** EXERCISE DETAILS **
Repeat each entry word for word.

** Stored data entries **
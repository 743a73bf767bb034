//! Defines constant NamedNodeRefs for the datatypes with dedicated codecs,
//! plus the reserved bytes of the row format.

use oxigraph::model::NamedNodeRef;

pub const XSD_ANY_URI: NamedNodeRef<'_> =
    NamedNodeRef::new_unchecked("http://www.w3.org/2001/XMLSchema#anyURI");
pub const XSD_STRING: NamedNodeRef<'_> =
    NamedNodeRef::new_unchecked("http://www.w3.org/2001/XMLSchema#string");
pub const XSD_BOOLEAN: NamedNodeRef<'_> =
    NamedNodeRef::new_unchecked("http://www.w3.org/2001/XMLSchema#boolean");
pub const XSD_BYTE: NamedNodeRef<'_> =
    NamedNodeRef::new_unchecked("http://www.w3.org/2001/XMLSchema#byte");
pub const XSD_SHORT: NamedNodeRef<'_> =
    NamedNodeRef::new_unchecked("http://www.w3.org/2001/XMLSchema#short");
pub const XSD_INT: NamedNodeRef<'_> =
    NamedNodeRef::new_unchecked("http://www.w3.org/2001/XMLSchema#int");
pub const XSD_LONG: NamedNodeRef<'_> =
    NamedNodeRef::new_unchecked("http://www.w3.org/2001/XMLSchema#long");
pub const XSD_FLOAT: NamedNodeRef<'_> =
    NamedNodeRef::new_unchecked("http://www.w3.org/2001/XMLSchema#float");
pub const XSD_DOUBLE: NamedNodeRef<'_> =
    NamedNodeRef::new_unchecked("http://www.w3.org/2001/XMLSchema#double");
pub const XSD_DATE_TIME: NamedNodeRef<'_> =
    NamedNodeRef::new_unchecked("http://www.w3.org/2001/XMLSchema#dateTime");
pub const RDF_LANG_STRING: NamedNodeRef<'_> =
    NamedNodeRef::new_unchecked("http://www.w3.org/1999/02/22-rdf-syntax-ns#langString");

/// Separates the positional segments of a row key.
pub const ROW_DELIM: u8 = 0x00;
/// Separates a value's data bytes from its datatype suffix, and the suffix
/// from the trailing marker byte.
pub const TYPE_DELIM: u8 = 0x01;
/// Introduces a two-byte escape pair inside data segments.
pub const ESCAPE: u8 = 0x02;

/// Default prefix for the physical table names.
pub const DEFAULT_TABLE_PREFIX: &str = "rya_";

/// Width in characters of the hex hash prepended to row keys in hashed mode.
pub const HASH_PREFIX_LEN: usize = 16;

** ANSWER SECTION **
repository 743a73bf767bb034
//! Defines constant NamedNodeRefs for the datatypes with dedicated codecs,
//! plus the reserved bytes of the row format.

use oxigraph::model::NamedNodeRef;

pub const XSD_ANY_URI: NamedNodeRef<'_> =
    NamedNodeRef::new_unchecked("http://www.w3.org/2001/XMLSchema#anyURI");
pub const XSD_STRING: NamedNodeRef<'_> =
    NamedNodeRef::new_unchecked("http://www.w3.org/2001/XMLSchema#string");
pub const XSD_BOOLEAN: NamedNodeRef<'_> =
    NamedNodeRef::new_unchecked("http://www.w3.org/2001/XMLSchema#boolean");
pub const XSD_BYTE: NamedNodeRef<'_> =
    NamedNodeRef::new_unchecked("http://www.w3.org/2001/XMLSchema#byte");
pub const XSD_SHORT: NamedNodeRef<'_> =
    NamedNodeRef::new_unchecked("http://www.w3.org/2001/XMLSchema#short");
pub const XSD_INT: NamedNodeRef<'_> =
    NamedNodeRef::new_unchecked("http://www.w3.org/2001/XMLSchema#int");
pub const XSD_LONG: NamedNodeRef<'_> =
    NamedNodeRef::new_unchecked("http://www.w3.org/2001/XMLSchema#long");
pub const XSD_FLOAT: NamedNodeRef<'_> =
    NamedNodeRef::new_unchecked("http://www.w3.org/2001/XMLSchema#float");
pub const XSD_DOUBLE: NamedNodeRef<'_> =
    NamedNodeRef::new_unchecked("http://www.w3.org/2001/XMLSchema#double");
pub const XSD_DATE_TIME: NamedNodeRef<'_> =
    NamedNodeRef::new_unchecked("http://www.w3.org/2001/XMLSchema#dateTime");
pub const RDF_LANG_STRING: NamedNodeRef<'_> =
    NamedNodeRef::new_unchecked("http://www.w3.org/1999/02/22-rdf-syntax-ns#langString");

/// Separates the positional segments of a row key.
pub const ROW_DELIM: u8 = 0x00;
/// Separates a value's data bytes from its datatype suffix, and the suffix
/// from the trailing marker byte.
pub const TYPE_DELIM: u8 = 0x01;
/// Introduces a two-byte escape pair inside data segments.
pub const ESCAPE: u8 = 0x02;

/// Default prefix for the physical table names.
pub const DEFAULT_TABLE_PREFIX: &str = "rya_";

/// Width in characters of the hex hash prepended to row keys in hashed mode.
pub const HASH_PREFIX_LEN: usize = 16;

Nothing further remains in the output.